Dodonea, the hop-bush that’s happy planted near the sea

Dodonea, the broadleaf hop bush

Dodonea viscosa key facts

Botanical nameDodonea viscosa
Common name – broadleaf hopbush
Family – Sapindaceae
Type – Shrub

Bearing – bushy
Height – 10 to 13 feet (3 to 4 m)
Breadth – 5 to 6 feet (1.50 to 2 m)
Exposure – full sun
Soil – any type

Flowering: summer, but not very showy

Broadleaf hopbush or Dodonea in latin, are evergreen shrubs with longe, narrow leaves that are a bit similar to those of weeping willow. The blooming, which is almost invisible, is not what makes them appealing.

What does is in fact their capacity to grow in any type of soil and that they’re great for growing in coastal climates. They’re actually a common find along the seaside on both sides of the Atlantic and along the Mediterranean.

Planting Dodonea viscosa

Broadleaf hopbush can be planted just as well directly in the ground and in containers. Ideally, planting should take place in fall for the plant to settle in faster.

The entire botanical genus for Dodonea accepts all types of soil. It does, however, require full sun exposure to truly thrive. Moreover, this isn’t a very hardy plant, it can’t survive temperatures lower than 28°F (-20°C). It’s not recommended to try to grow these in regions where winters are harsh.

Directly in the ground

Planting dodoneaTo support settling in and to make sure roots can spread without any obstacles, dig a fair-sized hole to place your broadleaf hopbush root ball in.

Since it’s happy even with poor soil, there’s no need to add organic matter.
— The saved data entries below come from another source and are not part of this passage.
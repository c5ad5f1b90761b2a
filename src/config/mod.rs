use anyhow::{Context, Result};
use serde::{Deserialize, Serialize};
use std::path::PathBuf;

/// Typed configuration enumerating exactly the recognized options.
///
/// Unknown keys are rejected at load time rather than at first use.
#[derive(Debug, Clone, Serialize, Deserialize)]
#[serde(deny_unknown_fields, default)]
pub struct Config {
    /// Directory holding per-job transient subdirectories
    pub working_dir: PathBuf,

    /// Directory receiving finished documents and their frame images
    pub output_dir: PathBuf,

    /// Target number of representative frames per document
    pub max_frames: usize,

    /// Cadence strategy for candidate frame generation
    pub frame_mode: FrameMode,

    /// Lower bound on the spacing between candidate frames, in seconds
    pub min_frame_interval_seconds: f64,

    /// Speech-to-text model size (tiny, base, small, medium, large)
    pub transcription_model_size: String,

    /// Run model inference on GPU when available
    pub use_gpu: bool,

    /// Free-space safety margin the resource guard enforces
    pub min_free_space_mb: u64,

    /// Conservative size estimate for acquisitions whose size is unknown
    pub acquisition_estimate_mb: u64,

    /// Hard wall-clock ceiling per job, in seconds
    pub job_time_limit_seconds: u64,

    /// Retry budget for transient failures
    pub retry_count: u32,

    /// Maximum silence gap across which adjacent transcript segments merge
    pub merge_gap_seconds: f64,

    /// Minimum semantic similarity for adjacent transcript segments to merge
    pub semantic_merge_threshold: f32,

    /// Number of concurrent pipeline workers
    pub worker_concurrency: usize,

    /// How long terminal jobs are retained before being purged
    pub job_retention_seconds: u64,

    /// Interval between background stale-file sweeps
    pub sweep_interval_seconds: u64,

    /// Files older than this are removed by the background sweep
    pub sweep_max_age_seconds: u64,

    /// Base URL of the caption/embedding inference sidecar; when absent the
    /// vision engines run in degraded mode
    pub inference_endpoint: Option<String>,

    /// Cookies file handed to yt-dlp for authenticated sources
    pub cookies_file: Option<PathBuf>,
}

/// Cadence strategy selector for the frame sampler
#[derive(Debug, Clone, Copy, PartialEq, Eq, Serialize, Deserialize)]
#[serde(rename_all = "lowercase")]
pub enum FrameMode {
    /// Evenly spaced candidates across the duration
    Interval,
    /// Denser candidate generation, relying on diversity selection to prune
    Scenes,
}

impl Default for Config {
    fn default() -> Self {
        Self {
            working_dir: PathBuf::from("working"),
            output_dir: PathBuf::from("output"),
            max_frames: 10,
            frame_mode: FrameMode::Interval,
            min_frame_interval_seconds: 2.0,
            transcription_model_size: "base".to_string(),
            use_gpu: false,
            min_free_space_mb: 500,
            acquisition_estimate_mb: 512,
            job_time_limit_seconds: 1800,
            retry_count: 3,
            merge_gap_seconds: 2.0,
            semantic_merge_threshold: 0.7,
            worker_concurrency: 1,
            job_retention_seconds: 3600,
            sweep_interval_seconds: 3600,
            sweep_max_age_seconds: 3600,
            inference_endpoint: None,
            cookies_file: None,
        }
    }
}

impl Config {
    /// Load configuration from file or fall back to defaults
    pub async fn load() -> Result<Self> {
        let config_path = Self::config_path()?;

        if config_path.exists() {
            let content =
                fs_err::read_to_string(&config_path).context("Failed to read config file")?;

            let config: Config =
                serde_yaml::from_str(&content).context("Failed to parse config file")?;

            config.validate()?;
            Ok(config)
        } else {
            Ok(Self::default())
        }
    }

    /// Parse and validate configuration from a YAML string
    pub fn from_yaml(content: &str) -> Result<Self> {
        let config: Config =
            serde_yaml::from_str(content).context("Failed to parse config file")?;
        config.validate()?;
        Ok(config)
    }

    /// Get configuration file path
    fn config_path() -> Result<PathBuf> {
        // First try current directory for easy testing
        let local_config = PathBuf::from("config.yaml");
        if local_config.exists() {
            return Ok(local_config);
        }

        let config_dir = dirs::config_dir().context("Could not determine config directory")?;

        Ok(config_dir.join("videodoc").join("config.yaml"))
    }

    /// Validate configuration values
    pub fn validate(&self) -> Result<()> {
        if self.max_frames == 0 {
            anyhow::bail!("max_frames must be at least 1");
        }

        if self.worker_concurrency == 0 {
            anyhow::bail!("worker_concurrency must be at least 1");
        }

        if !(0.0..=1.0).contains(&self.semantic_merge_threshold) {
            anyhow::bail!("semantic_merge_threshold must be between 0.0 and 1.0");
        }

        if self.merge_gap_seconds < 0.0 {
            anyhow::bail!("merge_gap_seconds must not be negative");
        }

        if self.min_frame_interval_seconds <= 0.0 {
            anyhow::bail!("min_frame_interval_seconds must be positive");
        }

        if self.job_time_limit_seconds == 0 {
            anyhow::bail!("job_time_limit_seconds must be positive");
        }

        Ok(())
    }

    /// Display current configuration
    pub fn display(&self) {
        println!("Current Configuration:");
        println!("  Working Dir: {}", self.working_dir.display());
        println!("  Output Dir: {}", self.output_dir.display());
        println!("  Max Frames: {}", self.max_frames);
        println!("  Frame Mode: {:?}", self.frame_mode);
        println!("  Model Size: {}", self.transcription_model_size);
        println!("  Use GPU: {}", self.use_gpu);
        println!("  Min Free Space: {} MB", self.min_free_space_mb);
        println!("  Job Time Limit: {} s", self.job_time_limit_seconds);
        println!("  Retry Count: {}", self.retry_count);
        println!("  Merge Gap: {} s", self.merge_gap_seconds);
        println!("  Merge Threshold: {}", self.semantic_merge_threshold);
        println!("  Workers: {}", self.worker_concurrency);
        match &self.inference_endpoint {
            Some(url) => println!("  Inference Endpoint: {}", url),
            None => println!("  Inference Endpoint: (disabled, degraded captions/embeddings)"),
        }
    }
}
However, if your soil is rather hydromorphic and retains water, it’s possible to increase drainage by adding sand and/or gravel.

Lastly, when the plant is in position, backfill the hole, taking particular care to not bury the root crown of the shrub (a lighter-colored portion of bark that’s a short distance from the first roots).

In containers

For growing in container, just spread a drainage layer along the bottom of the pot before adding your mix of soil, sand and soil mix. The type of material to use for drainage is your choice: gravel, clay balls, pozzolana, etc.

After that, place the root clump at the center of the container and backfill the hole, again taking care not to place the root crown too deep.

Caring for Dodonea viscosa

This plant won’t fill your schedule: dodoena doesn’t require much care. When planted in the ground, simply check that the shrub isn’t lacking water during the first summer after the planting.

Caring for dodonea shrubsWhen growing in a pot, also commit to regular watering, which shouldn’t be too abundant, either. Wait for the soil to dry before watering again. For better growth still, provide the plant with a little bit of fertilizer in spring and fall. Also schedule a proper repotting every 3 to 4 years, depending on the size of the pot.

If you wish to multiply your Dodonea specimen, proceed to prepare cuttings at the end of summer. Note that even the flowers aren’t very impressive, they do nonetheless produce surprising winged seeds which you can try to germinate.

Seeds formed on a dodonea bush

Diseases and pests on Dodonea

A naturally resistant shrub, Dodonea isn’t vulnerable to diseases nor to pests.

Landscaping and pairing

In general, Dodonea copes well with repeated pruning, even hard pruning. They’re thus perfect to create a hedge. If you so wish, they’re also very ornamental in shrub beds and in large containers. Whatever your choice, there are a few plants that are nice when paired with broadleaf hopbush, you can take a look at Olearia traversii, Eleagnus x ebbingei, sea orache, arbutus unedo and also Photinia.

Finally, most available specimens of Dodonea come in either of two hues, for the leaves: copper green (D. viscosa) and purple (D. viscosa ‘Purpurea’).

You can select several cultivars to create an original mixed hedge!